Marquez and Wakefield Publish New Research on Innovative Methods for Harmonizing Child Mortality Data Across Disparate Geographic Levels
Posted: 2/22/2021 (CSDE Research)
CSDE Fellow Neal Marquez and CSDE Affiliate Jon Wakefield recently published “Harmonizing Child Mortality Data at Disparate Geographic Levels” in Statistical Methods in Medical Research. The authors present a new method for analyzing masked survey data, using an approach that is consistent with the data-generating process. In addition, they critique two previously proposed approaches to analyzing masked data and illustrate that they are fundamentally flawed methodologically. To validate their method, they compare their approach with previously formulated solutions in several realistic simulation environments in which the underlying structure of the risk field is known.
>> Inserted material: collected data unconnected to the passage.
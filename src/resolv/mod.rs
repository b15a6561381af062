//! The stub resolver policy layer.
//!
//! [`DnsClient`] is the process-facing entry point. It merges the
//! system configuration with overrides into the effective
//! configuration, decides whether secure and insecure transactions are
//! currently usable, and acts as the factory for
//! [`Transaction`][transaction::Transaction]s, which all share one
//! [`Session`][session::Session] and through it one set of server
//! health statistics.

#![warn(missing_docs)]

pub mod conf;
pub mod probe;
pub mod providers;
pub mod servers;
pub mod session;
pub mod stats;
pub mod transaction;

pub use self::conf::{
    ConfigOverrides, DnsConfig, DohServerConf, SecureDnsMode,
};
pub use self::probe::DohProbeRunner;
pub use self::session::Session;
pub use self::transaction::{Connectors, Transaction};

use self::transaction::prepare_search;
use crate::base::iana::Rtype;
use crate::base::OptRecord;
use crate::client::protocol::{
    DgramConnector, HttpsTransport, StreamConnector,
};
use crate::client::Error;
use std::net::IpAddr;
use std::sync::Arc;
use tracing::debug;

//------------ DnsClient -----------------------------------------------------

/// The resolver client.
///
/// The client owns the current [`Session`]; transactions created from
/// it keep that session alive for as long as they run, so replacing
/// the configuration mid-flight never affects them. Any configuration
/// change that alters the effective configuration replaces the session
/// and with it every failure counter and timing statistic.
pub struct DnsClient<D, S, H> {
    /// The transports handed to every transaction.
    connectors: Connectors<D, S, H>,

    /// The configuration delivered by the OS-specific reader.
    system_config: Option<DnsConfig>,

    /// The overrides layered on top of the system configuration.
    overrides: ConfigOverrides,

    /// Whether policy allows insecure (classic) transactions.
    insecure_enabled: bool,

    /// The session for the current effective configuration.
    session: Option<Arc<Session>>,

    /// Extra EDNS options added to every query.
    opt: Option<OptRecord>,
}

impl<D, S, H> DnsClient<D, S, H>
where
    D: DgramConnector + Clone + Send + Sync + 'static,
    D::Socket: 'static,
    S: StreamConnector + Clone + Send + Sync + 'static,
    S::Stream: 'static,
    H: HttpsTransport + Clone + Send + Sync + 'static,
    H::Body: 'static,
{
    /// Creates a client over the given transports.
    ///
    /// The client starts without a configuration; deliver one with
    /// [`set_system_config`][Self::set_system_config] or complete
    /// overrides via [`set_config_overrides`][Self::set_config_overrides].
    pub fn new(connectors: Connectors<D, S, H>) -> Self {
        DnsClient {
            connectors,
            system_config: None,
            overrides: ConfigOverrides::new(),
            insecure_enabled: true,
            session: None,
            opt: None,
        }
    }

    /// Allows or forbids insecure transactions by policy.
    pub fn set_insecure_enabled(&mut self, enabled: bool) {
        self.insecure_enabled = enabled;
    }

    /// Adds an EDNS option to every future query.
    pub fn add_edns_option(&mut self, code: u16, data: Vec<u8>) {
        self.opt
            .get_or_insert_with(OptRecord::new)
            .push_option(code, data);
    }

    /// Delivers a new system configuration.
    ///
    /// Returns whether the effective configuration changed; a change
    /// replaces the session and resets all server statistics.
    pub fn set_system_config(
        &mut self,
        config: Option<DnsConfig>,
    ) -> bool {
        self.system_config = config;
        self.update_session()
    }

    /// Replaces the configuration overrides.
    ///
    /// Returns whether the effective configuration changed.
    pub fn set_config_overrides(
        &mut self,
        overrides: ConfigOverrides,
    ) -> bool {
        self.overrides = overrides;
        self.update_session()
    }

    /// Returns the current effective configuration.
    pub fn effective_config(&self) -> Option<&DnsConfig> {
        self.session.as_deref().map(Session::config)
    }

    /// Returns the current session.
    pub fn session(&self) -> Option<&Arc<Session>> {
        self.session.as_ref()
    }

    /// Returns whether secure transactions can be created.
    pub fn can_use_secure_transactions(&self) -> bool {
        self.effective_config()
            .is_some_and(|config| !config.doh_servers.is_empty())
    }

    /// Returns whether insecure transactions can be created.
    ///
    /// Classic DNS is only used when policy allows it, classic servers
    /// exist, the system configuration held nothing this resolver does
    /// not understand, and DNS over TLS is not active at the OS level
    /// (the OS resolver would otherwise downgrade the user's traffic).
    pub fn can_use_insecure_transactions(&self) -> bool {
        let Some(config) = self.effective_config() else {
            return false;
        };
        self.insecure_enabled
            && !config.nameservers.is_empty()
            && !config.unhandled_options
            && !config.dns_over_tls_active
    }

    /// Returns whether a secure transaction should rather not start.
    ///
    /// True when secure transactions are unusable, or no DoH server
    /// has currently proven itself available.
    pub fn should_fallback_from_secure(&self) -> bool {
        if !self.can_use_secure_transactions() {
            return true;
        }
        self.session
            .as_ref()
            .is_some_and(|session| {
                session.num_available_doh_servers() == 0
            })
    }

    /// Creates a transaction.
    ///
    /// `secure` selects DoH; `fast_timeout` makes the transaction give
    /// up when its last fallback period expires instead of waiting for
    /// the overall deadline.
    pub fn transaction(
        &self,
        hostname: impl Into<String>,
        qtype: Rtype,
        secure: bool,
        fast_timeout: bool,
    ) -> Result<Transaction<D, S, H>, Error> {
        let hostname = hostname.into();
        let Some(session) = &self.session else {
            return Err(Error::NoEligibleServer);
        };
        if hostname.parse::<IpAddr>().is_ok() {
            // Address literals have no business on the wire.
            return Err(Error::InvalidName);
        }
        // Surface unencodable names at creation already.
        prepare_search(&hostname, session.config())?;

        Ok(Transaction::new(
            session.clone(),
            self.connectors.clone(),
            hostname,
            qtype,
            self.opt.clone(),
            secure,
            fast_timeout,
        ))
    }

    /// Creates the probe runner for the current session's DoH servers.
    pub fn probe_runner(&self) -> Option<DohProbeRunner<H>> {
        let session = self.session.as_ref()?;
        if session.config().doh_servers.is_empty() {
            return None;
        }
        Some(DohProbeRunner::new(
            session,
            self.connectors.https.clone(),
        ))
    }

    /// Rebuilds the effective configuration and session.
    fn update_session(&mut self) -> bool {
        let effective = build_effective_config(
            self.system_config.as_ref(),
            &self.overrides,
        );
        let changed = effective.as_ref() != self.effective_config();
        if changed {
            debug!(
                valid = effective.is_some(),
                "effective configuration changed, resetting session"
            );
            self.session = effective.map(|config| {
                Arc::new(Session::new(config))
            });
        }
        changed
    }
}

//------------ build_effective_config ----------------------------------------

/// Computes the effective configuration.
///
/// Complete overrides stand alone; otherwise the overrides are layered
/// over the system configuration. A configuration without any server
/// is discarded. When automatic secure mode has no DoH servers and the
/// system configuration is fully understood, equivalents for
/// well-known public resolvers are filled in.
fn build_effective_config(
    system: Option<&DnsConfig>,
    overrides: &ConfigOverrides,
) -> Option<DnsConfig> {
    let mut config = match overrides.to_config() {
        Some(config) => config,
        None => overrides.apply_to(system?),
    };
    if !config.is_valid() {
        return None;
    }

    if config.doh_servers.is_empty()
        && config.secure_dns_mode == SecureDnsMode::Automatic
        && !config.unhandled_options
    {
        config.doh_servers = match &config.dns_over_tls_hostname {
            Some(hostname) => {
                providers::upgrade_from_dot_hostname(hostname)
            }
            None => providers::upgrade_from_nameservers(
                &config.nameservers,
            ),
        };
    }

    Some(config)
}

//============ Testing =======================================================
They simulate samples from spatiotemporal fields in a way that mimics the sampling frame implemented in the most common health surveys in low- and middle-income countries, the Demographic and Health Surveys and Multiple Indicator Cluster Surveys. In simulations, the newly proposed approach outperforms previously proposed approaches in terms of minimizing error while increasing the precision of estimates. The approaches are subsequently compared using child mortality data from the Dominican Republic where their findings are reinforced. The ability to accurately increase precision of child mortality estimates, and health outcomes in general, by leveraging various types of data, improves our ability to implement precision public health initiatives and better understand the landscape of geographic health inequalities. To read the article, click here.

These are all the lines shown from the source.